[What you need to do] Go through the data below line by line and report how many lines contain "Register", giving only that figure.

(Stored data entries)

//! # Resonance - Track Recommendations
//!
//! Command-line front end over the SQLite store and the recommendation
//! engine.
//!
//! ## Usage
//!
//! ```bash
//! # Create and fill a database
//! resonance init-db
//! resonance import catalog.json
//! resonance add-user alice
//!
//! # Feed behavior
//! resonance record 1 42 play --listen-time 200
//! resonance record 1 42 like
//!
//! # Ask for recommendations
//! resonance recommend --user 1 --strategy hybrid --limit 5
//! resonance recommend --strategy trending
//! ```

use anyhow::Result;
use clap::{CommandFactory, Parser};
use log::{debug, info};
use resonance::cli::{self, Command};
use resonance::completion;
use resonance::config::RuntimeConfig;
use resonance::db::{self, SqliteStore};
use resonance::engine::RecommendationEngine;
use resonance::models::RecommendationResponse;
use resonance::scoring::statistics::analyze_score_distribution;
use resonance::store::Stores;
use std::sync::Arc;

fn open_engine(runtime: &RuntimeConfig) -> Result<RecommendationEngine> {
    let store = Arc::new(SqliteStore::open(&runtime.db_path)?);
    let config = runtime.engine_config()?;
    debug!("Engine configuration: {config:?}");
    Ok(RecommendationEngine::new(Stores::shared(store), config))
}

fn print_response(response: &RecommendationResponse) {
    println!(
        "{} via {}{}",
        response.strategy,
        response.algorithm,
        if response.fallback_used { " (fallback)" } else { "" }
    );

    for (rank, item) in response.recommendations.iter().enumerate() {
        println!(
            "{:>3}. {} - {}  score {:.3}  confidence {:.0}%  ({})",
            rank + 1,
            item.track.primary_artist().unwrap_or("Unknown"),
            item.track.title,
            item.score,
            item.confidence * 100.0,
            item.reason
        );
    }

    println!(
        "{} tracks, average confidence {:.0}%",
        response.total_count,
        response.average_confidence * 100.0
    );
}

/// Main entry point for the Resonance application.
///
/// # Logging
///
/// Initializes environment logger which can be controlled via `RUST_LOG`:
/// - `RUST_LOG=debug resonance recommend --user 1` - Enable debug logging
/// - `RUST_LOG=resonance::collaborative=trace resonance recommend --user 1` - Module-specific logging
fn main() -> Result<()> {
    env_logger::init();

    let cli::Args { db, config, command } = cli::Args::parse();
    let resolve = || -> Result<RuntimeConfig> {
        let runtime = RuntimeConfig::resolve(db.clone(), config.clone())?;
        debug!("Using database {}", runtime.db_path.display());
        Ok(runtime)
    };

    match command {
        Command::InitDb { force } => {
            let runtime = resolve()?;
            info!("Initializing database at {}", runtime.db_path.display());
            db::init_database(&runtime.db_path, force)?;
            println!("Initialized database at {}", runtime.db_path.display());
        }
        Command::Import { path } => {
            let runtime = resolve()?;
            let store = SqliteStore::open(&runtime.db_path)?;
            let imported = store.import_catalog(&path)?;
            println!("Imported {imported} tracks from {}", path.display());
        }
        Command::AddUser { handle } => {
            let runtime = resolve()?;
            let store = SqliteStore::open(&runtime.db_path)?;
            let user_id = store.add_user(&handle)?;
            println!("Created user {handle} with id {user_id}");
        }
        Command::Record {
            user,
            track,
            kind,
            listen_time,
        } => {
            let engine = open_engine(&resolve()?)?;
            let interaction = engine.record_interaction(user, track, kind, listen_time)?;
            println!(
                "Recorded {kind}: plays {}, skips {}, listened {:.0}s, liked {}, shared {}, score {:.2}",
                interaction.play_count,
                interaction.skip_count,
                interaction.total_listen_time,
                interaction.is_liked,
                interaction.is_shared,
                interaction.interaction_score()
            );
        }
        Command::Recommend(recommend) => {
            let engine = open_engine(&resolve()?)?;
            let response = engine.get_recommendations(&recommend.to_request())?;
            if recommend.json {
                println!("{}", serde_json::to_string_pretty(&response)?);
            } else {
                print_response(&response);
            }
        }
        Command::Stats { user } => {
            let runtime = resolve()?;
            let store = SqliteStore::open(&runtime.db_path)?;
            let stats = analyze_score_distribution(&store.interaction_scores(user)?);
            println!("Interactions: {}", stats.count);
            println!("Mean score:   {:.3}", stats.mean);
            println!("Std dev:      {:.3}", stats.std_deviation);
            println!("Min / max:    {:.3} / {:.3}", stats.min, stats.max);
        }
        Command::Completion { shell } => {
            let mut cmd = cli::Args::command();
            completion::generate_completions(completion::shell_to_completion_shell(shell), &mut cmd);
        }
    }

    Ok(())
}
//! # Command-Line Interface Module
//!
//! This module defines the command-line interface for Resonance using Clap derive macros.
//!
//! ## Commands
//!
//! - `init-db`: Create an empty database
//! - `import`: Load a JSON track catalog
//! - `add-user`: Register a listener
//! - `record`: Record one behavioral event (play, skip, like, unlike, share)
//! - `recommend`: Ask the engine for recommendations
//! - `stats`: Show the distribution of interaction scores
//! - `completion`: Generate shell completions
//!
//! ## Examples
//!
//! ```bash
//! resonance init-db
//! resonance import catalog.json
//! resonance record 1 42 play --listen-time 180
//! resonance recommend --user 1 --strategy collaborative --limit 5
//! resonance recommend --strategy similar-tracks --seed-track 42 --json
//! ```

use crate::models::{ArtistId, GenreId, InteractionType, RecommendationRequest, Strategy, TrackId, UserId};
use clap::{Parser, Subcommand, ValueEnum};
use std::path::PathBuf;

/// Shell types supported for completion generation
#[derive(Copy, Clone, PartialEq, Eq, PartialOrd, Ord, ValueEnum, Debug)]
#[allow(clippy::enum_variant_names)]
pub enum Shell {
    /// Bash shell
    Bash,
    /// Zsh shell
    Zsh,
    /// Fish shell
    Fish,
    /// PowerShell
    PowerShell,
    /// Elvish shell
    Elvish,
}

/// Main application arguments structure.
#[derive(Parser, Debug)]
#[command(name = "resonance")]
#[command(about = "Resonance: explainable track recommendations from listening behavior")]
#[command(version)]
pub struct Args {
    /// Database file (defaults to the platform data directory)
    #[arg(long, global = true, env = "RESONANCE_DB", value_hint = clap::ValueHint::FilePath)]
    pub db: Option<PathBuf>,

    /// Engine tuning file in JSON (optional)
    #[arg(long, global = true, env = "RESONANCE_CONFIG", value_hint = clap::ValueHint::FilePath)]
    pub config: Option<PathBuf>,

    /// The subcommand to execute
    #[command(subcommand)]
    pub command: Command,
}

/// Enumeration of all available subcommands.
#[derive(Subcommand, Debug)]
pub enum Command {
    /// Create an empty database
    ///
    /// Fails if the database already exists unless --force is given.
    InitDb {
        /// Delete and recreate an existing database
        #[arg(long)]
        force: bool,
    },

    /// Import tracks from a JSON catalog file
    ///
    /// The file holds an array of tracks, each with a title and optional
    /// artists, genres, duration_secs, play_count, is_active and created_at.
    Import {
        #[arg(value_hint = clap::ValueHint::FilePath)]
        path: PathBuf,
    },

    /// Register a listener and print its id
    AddUser { handle: String },

    /// Record one behavioral event for a (user, track) pair
    ///
    /// The interaction score is recomputed from the cumulative counters.
    Record {
        user: UserId,
        track: TrackId,
        /// play, skip, like, unlike or share
        kind: InteractionType,
        /// Seconds listened (plays and skips only)
        #[arg(long)]
        listen_time: Option<f64>,
    },

    /// Ask the engine for recommendations
    Recommend(RecommendArgs),

    /// Show the distribution of stored interaction scores
    Stats {
        /// Restrict to one listener
        #[arg(long)]
        user: Option<UserId>,
    },

    /// Generate shell completions
    ///
    /// Usage: resonance completion bash > ~/.local/share/bash-completion/completions/resonance
    Completion {
        /// Shell to generate completions for
        shell: Shell,
    },
}

#[derive(clap::Args, Debug, Clone)]
pub struct RecommendArgs {
    /// Listener id (required by content-based, collaborative and hybrid)
    #[arg(long)]
    pub user: Option<UserId>,

    /// content-based, collaborative, hybrid, similar-tracks, genre-based,
    /// artist-based, trending or new-releases
    #[arg(long, default_value = "hybrid")]
    pub strategy: Strategy,

    /// Number of tracks to return (1-100)
    #[arg(long, default_value_t = 10)]
    pub limit: usize,

    /// Minimum interaction score for a track to count as liked
    #[arg(long, default_value_t = 2.0)]
    pub min_score: f64,

    /// Also recommend tracks the listener already interacted with
    #[arg(long)]
    pub include_known: bool,

    /// Penalty for consecutive tracks by the same artist (0-1)
    #[arg(long, default_value_t = 0.3)]
    pub diversity: f64,

    #[arg(long)]
    pub seed_track: Option<TrackId>,

    /// May be repeated
    #[arg(long = "seed-artist")]
    pub seed_artists: Vec<ArtistId>,

    /// May be repeated
    #[arg(long = "seed-genre")]
    pub seed_genres: Vec<GenreId>,

    /// Print the full response as JSON
    #[arg(long)]
    pub json: bool,
}

impl RecommendArgs {
    #[must_use]
    pub fn to_request(&self) -> RecommendationRequest {
        RecommendationRequest {
            user_id: self.user,
            strategy: self.strategy,
            limit: self.limit,
            min_interaction_score: self.min_score,
            include_known_tracks: self.include_known,
            diversity_factor: self.diversity,
            seed_track_id: self.seed_track,
            seed_artist_ids: self.seed_artists.clone(),
            seed_genre_ids: self.seed_genres.clone(),
        }
    }
}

[Solved problem] 2